Description of the task ▸
Emit an exact copy of the lines running from the start of the records to the line containing "use std::sync::Arc;", both included.
# # #
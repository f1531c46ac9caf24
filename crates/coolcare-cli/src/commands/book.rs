use super::console::Console;
use anyhow::{Result, anyhow, bail};
use clap::Args;
use colored::Colorize;
use coolcare_application::{BookingWorkflow, WorkflowEvent, WorkflowSettings};
use coolcare_core::BookingError;
use coolcare_core::booking::{DraftField, ServiceKind};
use coolcare_core::checkout::{CheckoutCallbacks, CheckoutFailure, CheckoutOptions, PaymentSuccess};
use coolcare_core::config::AppConfig;
use coolcare_core::order::{Money, OrderConfirmation};
use coolcare_interaction::{
    CheckoutPresenter, HostedCheckout, HttpOrderGateway, HttpOtpGateway, HttpScriptSource,
    LoadedScript,
};
use std::path::PathBuf;
use std::sync::Arc;
use strum::IntoEnumIterator;
use tokio::sync::broadcast;

#[derive(Args)]
pub struct BookArgs {
    /// Customer name
    #[arg(long)]
    pub name: String,
    #[arg(long)]
    pub email: String,
    /// 10-digit contact number; the OTP is sent here
    #[arg(long)]
    pub phone: String,
    /// Service to book, e.g. "AC Repair"
    #[arg(long, default_value = "AC Installation")]
    pub service: String,
    /// Preferred date (YYYY-MM-DD)
    #[arg(long)]
    pub date: String,
    /// Preferred time slot
    #[arg(long)]
    pub time: String,
    /// Path to config.toml (defaults to the platform config directory)
    #[arg(long)]
    pub config: Option<PathBuf>,
}

/// Terminal stand-in for the hosted payment UI: shows the checkout options
/// and takes the payment id the customer received.
struct ConsolePresenter {
    console: Console,
}

impl CheckoutPresenter for ConsolePresenter {
    fn present(
        &self,
        script: &LoadedScript,
        options: CheckoutOptions,
        callbacks: CheckoutCallbacks,
    ) {
        let amount = Money::new(options.amount, options.currency.clone());
        println!();
        println!("{}", format!("=== {} ===", options.name).bright_cyan().bold());
        println!("  {:<12} {}", "Order", options.order_id);
        println!("  {:<12} {}", "Amount", amount.to_string().bold());
        println!("  {:<12} {}", "For", options.description);
        println!(
            "  {:<12} {} <{}> {}",
            "Customer", options.prefill.name, options.prefill.email, options.prefill.contact
        );
        println!(
            "  {}",
            format!("checkout library: {} ({} bytes)", script.url, script.size_bytes).dimmed()
        );
        if options.key.is_empty() {
            println!("  {}", "warning: checkout.key_id is not configured".yellow());
        }

        let console = self.console.clone();
        let order_id = options.order_id;
        tokio::spawn(async move {
            match console.prompt("Payment id (empty to cancel):").await {
                Ok(Some(payment_id)) if !payment_id.is_empty() => {
                    callbacks.on_success(PaymentSuccess {
                        payment_id,
                        order_id: Some(order_id),
                        signature: None,
                    });
                }
                Ok(_) => {
                    callbacks.on_failure(CheckoutFailure::new("Payment cancelled by customer"))
                }
                Err(err) => callbacks.on_failure(CheckoutFailure::new(err.to_string())),
            }
        });
    }
}

pub async fn run(config: &AppConfig, args: BookArgs) -> Result<()> {
    let service = parse_service(&args.service)?;
    let console = Console::new();
    let mut workflow = build_workflow(config, console.clone())?;
    spawn_progress(workflow.subscribe());

    workflow.edit(DraftField::CustomerName, args.name)?;
    workflow.edit(DraftField::Email, args.email)?;
    workflow.edit(DraftField::Phone, args.phone)?;
    workflow.edit(DraftField::Date, args.date)?;
    workflow.edit(DraftField::Time, args.time)?;
    workflow.select_service(service)?;

    verify_phone(&mut workflow, &console).await?;
    let confirmation = pay(&mut workflow, &console).await?;
    print_confirmation(&confirmation);
    workflow.dismiss_confirmation();
    Ok(())
}

fn build_workflow(config: &AppConfig, console: Console) -> Result<BookingWorkflow> {
    let otp = Arc::new(HttpOtpGateway::new(&config.api)?);
    let orders = Arc::new(HttpOrderGateway::new(&config.api)?);
    let source = Arc::new(HttpScriptSource::new(
        config.checkout.script_url.clone(),
        config.api.timeout(),
    )?);
    let checkout = Arc::new(HostedCheckout::new(source, Arc::new(ConsolePresenter { console })));

    Ok(BookingWorkflow::new(
        otp,
        orders,
        checkout,
        WorkflowSettings::from_config(config),
    ))
}

fn parse_service(name: &str) -> Result<ServiceKind> {
    name.parse().map_err(|_| {
        let known: Vec<String> = ServiceKind::iter().map(|kind| kind.to_string()).collect();
        anyhow!("Unknown service '{name}'. Choose one of: {}", known.join(", "))
    })
}

async fn verify_phone(workflow: &mut BookingWorkflow, console: &Console) -> Result<()> {
    workflow
        .request_code()
        .await
        .map_err(|err| anyhow!(err.user_message()))?;
    println!("{}", format!("OTP sent to {}", workflow.draft().phone).green());

    loop {
        let Some(input) = console.prompt("Enter OTP ('resend' for a new code):").await? else {
            bail!("Input closed before the phone was verified");
        };

        if input.eq_ignore_ascii_case("resend") {
            match workflow.request_code().await {
                Ok(()) => println!("{}", "A new code was sent.".green()),
                Err(err) => report(&err),
            }
            continue;
        }

        match workflow.verify_code(&input).await {
            Ok(()) => {
                println!("{}", "✓ Phone verified".green());
                return Ok(());
            }
            Err(err) => {
                report(&err);
                let wait = workflow.resend_cooldown_seconds();
                if wait > 0 {
                    println!("{}", format!("  (resend available in {wait}s)").dimmed());
                }
            }
        }
    }
}

async fn pay(workflow: &mut BookingWorkflow, console: &Console) -> Result<OrderConfirmation> {
    loop {
        let outcome = match workflow.submit_payment().await {
            Ok(()) => workflow.await_payment().await,
            Err(err) => Err(err),
        };

        match outcome {
            Ok(confirmation) => return Ok(confirmation),
            Err(err) => {
                report(&err);
                if !console.confirm("Try the payment again?").await? {
                    workflow.reset();
                    bail!("Booking not completed");
                }
            }
        }
    }
}

fn report(err: &BookingError) {
    println!("{} {}", "✗".red(), err.user_message().red());
}

fn print_confirmation(confirmation: &OrderConfirmation) {
    println!();
    println!("{}", "Booking confirmed!".green().bold());
    println!("  {:<12} {}", "Order", confirmation.order_id);
    println!("  {:<12} {}", "Payment", confirmation.payment_id);
    println!("  {:<12} {}", "Paid", confirmation.amount);
    println!(
        "  {:<12} {} on {} at {}",
        "Service",
        confirmation.customer.service,
        confirmation.customer.date,
        confirmation.customer.time
    );
}

fn spawn_progress(mut events: broadcast::Receiver<WorkflowEvent>) {
    tokio::spawn(async move {
        loop {
            match events.recv().await {
                Ok(WorkflowEvent::StateChanged { to, .. }) => {
                    println!("{}", format!("  → {to}").dimmed());
                }
                Ok(_) | Err(broadcast::error::RecvError::Lagged(_)) => {}
                Err(broadcast::error::RecvError::Closed) => break,
            }
        }
    });
}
# # #
Answer for the task ▸
repository f1531c46ac9caf24
filename crates/coolcare-cli/src/commands/book.rs
use super::console::Console;
use anyhow::{Result, anyhow, bail};
use clap::Args;
use colored::Colorize;
use coolcare_application::{BookingWorkflow, WorkflowEvent, WorkflowSettings};
use coolcare_core::BookingError;
use coolcare_core::booking::{DraftField, ServiceKind};
use coolcare_core::checkout::{CheckoutCallbacks, CheckoutFailure, CheckoutOptions, PaymentSuccess};
use coolcare_core::config::AppConfig;
use coolcare_core::order::{Money, OrderConfirmation};
use coolcare_interaction::{
    CheckoutPresenter, HostedCheckout, HttpOrderGateway, HttpOtpGateway, HttpScriptSource,
    LoadedScript,
};
use std::path::PathBuf;
use std::sync::Arc;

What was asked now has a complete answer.